- _Exercise_
Repeat the whole listing below exactly as it reads.

- _Supplied information_

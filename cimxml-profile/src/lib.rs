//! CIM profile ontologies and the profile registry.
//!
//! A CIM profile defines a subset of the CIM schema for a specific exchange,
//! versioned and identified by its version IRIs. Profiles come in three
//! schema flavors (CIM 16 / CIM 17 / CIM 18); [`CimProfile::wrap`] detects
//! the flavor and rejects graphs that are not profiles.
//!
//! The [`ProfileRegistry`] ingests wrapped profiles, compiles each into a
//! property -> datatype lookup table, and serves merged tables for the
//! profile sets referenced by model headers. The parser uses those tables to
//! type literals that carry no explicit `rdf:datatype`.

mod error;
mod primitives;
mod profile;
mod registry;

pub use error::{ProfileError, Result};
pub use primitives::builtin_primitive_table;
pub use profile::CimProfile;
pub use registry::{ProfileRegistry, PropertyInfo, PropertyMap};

- _Solution below_
filename cimxml-profile/src/lib.rs
//! CIM profile ontologies and the profile registry.
//!
//! A CIM profile defines a subset of the CIM schema for a specific exchange,
//! versioned and identified by its version IRIs. Profiles come in three
//! schema flavors (CIM 16 / CIM 17 / CIM 18); [`CimProfile::wrap`] detects
//! the flavor and rejects graphs that are not profiles.
//!
//! The [`ProfileRegistry`] ingests wrapped profiles, compiles each into a
//! property -> datatype lookup table, and serves merged tables for the
//! profile sets referenced by model headers. The parser uses those tables to
//! type literals that carry no explicit `rdf:datatype`.

mod error;
mod primitives;
mod profile;
mod registry;

pub use error::{ProfileError, Result};
pub use primitives::builtin_primitive_table;
pub use profile::CimProfile;
pub use registry::{ProfileRegistry, PropertyInfo, PropertyMap};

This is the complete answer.